AMD SEV-SNP offers confidential computing in form of confidential VMs, such that the untrusted hypervisor cannot tamper with its confidentiality and integrity. SEV-SNP, the latest addition, ensures integrity via the Reverse Map Table (RMP) that stops the hypervisor from tampering guest page mappings. AMD uses RMP entries to protect the rest of the RMP, thus causing a Catch-22 during the RMP setup phase. To address this, SEV-SNP relies on AMD's Platform Security Processor (PSP), that resides next to the x86 cores executing SEV-SNP VMs, to perform the RMP initialization. During initialization, only PSP should be able to alter the RMP memory.
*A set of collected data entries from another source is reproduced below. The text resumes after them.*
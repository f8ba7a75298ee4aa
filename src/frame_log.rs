//! Optional persistence of analyzed frames.
//!
//! The analyzer hands every frame, with a one-line annotation of what it
//! found, to a [`FrameSink`]. Sinks are for offline inspection; a failing
//! sink never affects the analysis.

use crate::config::ChannelOrder;
use crate::utils::luminance::BYTES_PER_PIXEL;
use std::fs::{self, File};
use std::io::{BufWriter, Write};
use std::path::{Path, PathBuf};

/// Errors raised while persisting frames
#[derive(thiserror::Error, Debug)]
pub enum FrameLogError {
    /// Filesystem failure
    #[error("frame log I/O failed: {0}")]
    Io(#[from] std::io::Error),
    /// Image encoding failure
    #[error("frame encoding failed: {0}")]
    Image(#[from] image::ImageError),
    /// Pixel buffer shorter than the frame size says
    #[error("frame buffer holds {actual} bytes, expected {expected}")]
    BufferTooSmall {
        /// Bytes the frame needs
        expected: usize,
        /// Bytes supplied
        actual: usize,
    },
}

/// Receives analyzed frames for optional persistence
pub trait FrameSink: Send {
    /// Record one frame of 4-byte pixels with its annotation
    fn log_frame(
        &mut self,
        pixels: &[u8],
        width: usize,
        height: usize,
        annotation: &str,
    ) -> Result<(), FrameLogError>;

    /// Flush anything buffered
    fn save(&mut self) -> Result<(), FrameLogError> {
        Ok(())
    }
}

/// Writes frames as numbered PNG files plus an annotation index
#[derive(Debug)]
pub struct PngFrameSink {
    dir: PathBuf,
    order: ChannelOrder,
    max_frames: Option<usize>,
    written: usize,
    next_index: usize,
    annotations: Vec<(String, String)>,
}

/// Index after the highest `frame-NNNNN.png` already in `dir`
fn next_frame_index(dir: &Path) -> std::io::Result<usize> {
    let mut next = 0;
    for entry in fs::read_dir(dir)? {
        let name = entry?.file_name();
        let index = name
            .to_str()
            .and_then(|n| n.strip_prefix("frame-"))
            .and_then(|n| n.strip_suffix(".png"))
            .and_then(|n| n.parse::<usize>().ok());
        if let Some(index) = index {
            next = next.max(index + 1);
        }
    }
    Ok(next)
}

impl PngFrameSink {
    /// Sink writing into `dir` (created if missing).
    ///
    /// Numbering continues after frames a previous sink left in `dir`.
    pub fn new<P: AsRef<Path>>(dir: P, order: ChannelOrder) -> Result<Self, FrameLogError> {
        let dir = dir.as_ref();
        fs::create_dir_all(dir)?;
        let next_index = next_frame_index(dir)?;
        Ok(Self {
            dir: dir.to_path_buf(),
            order,
            max_frames: None,
            written: 0,
            next_index,
            annotations: Vec::new(),
        })
    }

    /// Stop writing after `max` frames
    pub fn with_limit(mut self, max: usize) -> Self {
        self.max_frames = Some(max);
        self
    }

    /// Frames written by this sink so far
    pub fn written(&self) -> usize {
        self.written
    }
}

impl FrameSink for PngFrameSink {
    fn log_frame(
        &mut self,
        pixels: &[u8],
        width: usize,
        height: usize,
        annotation: &str,
    ) -> Result<(), FrameLogError> {
        if self.max_frames.is_some_and(|max| self.written >= max) {
            return Ok(());
        }
        let expected = width * height * BYTES_PER_PIXEL;
        if pixels.len() < expected {
            return Err(FrameLogError::BufferTooSmall {
                expected,
                actual: pixels.len(),
            });
        }

        let mut rgba = pixels[..expected].to_vec();
        if self.order == ChannelOrder::Bgra {
            for px in rgba.chunks_exact_mut(BYTES_PER_PIXEL) {
                px.swap(0, 2);
            }
        }
        let name = format!("frame-{:05}.png", self.next_index);
        image::save_buffer(
            self.dir.join(&name),
            &rgba,
            width as u32,
            height as u32,
            image::ColorType::Rgba8,
        )?;
        self.annotations.push((name, annotation.to_string()));
        self.written += 1;
        self.next_index += 1;
        Ok(())
    }

    /// Append the collected annotations to `annotations.txt`
    fn save(&mut self) -> Result<(), FrameLogError> {
        if self.annotations.is_empty() {
            return Ok(());
        }
        let file = File::options()
            .create(true)
            .append(true)
            .open(self.dir.join("annotations.txt"))?;
        let mut out = BufWriter::new(file);
        for (name, annotation) in self.annotations.drain(..) {
            writeln!(out, "{name}\t{annotation}")?;
        }
        out.flush()?;
        Ok(())
    }
}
All other memory accesses must be fenced, especially from the x86 cores. We present RMPocalypse, a novel attack that shows a critical gap in the security of RMP initialization, wherein the x86 cores maliciously control parts of the initial RMP state. Our analysis shows that the vulnerability arises due to the complex, but insufficient, interplay of multiple hardware components and distributed access controls. To show the impact of our finding, we exploit this gap to break confidentiality and integrity guarantees of SEV-SNP. We demonstrate RMPocalypse by enabling debug on production-mode CVMs, faking attestation, VMSA state replay, and code injection.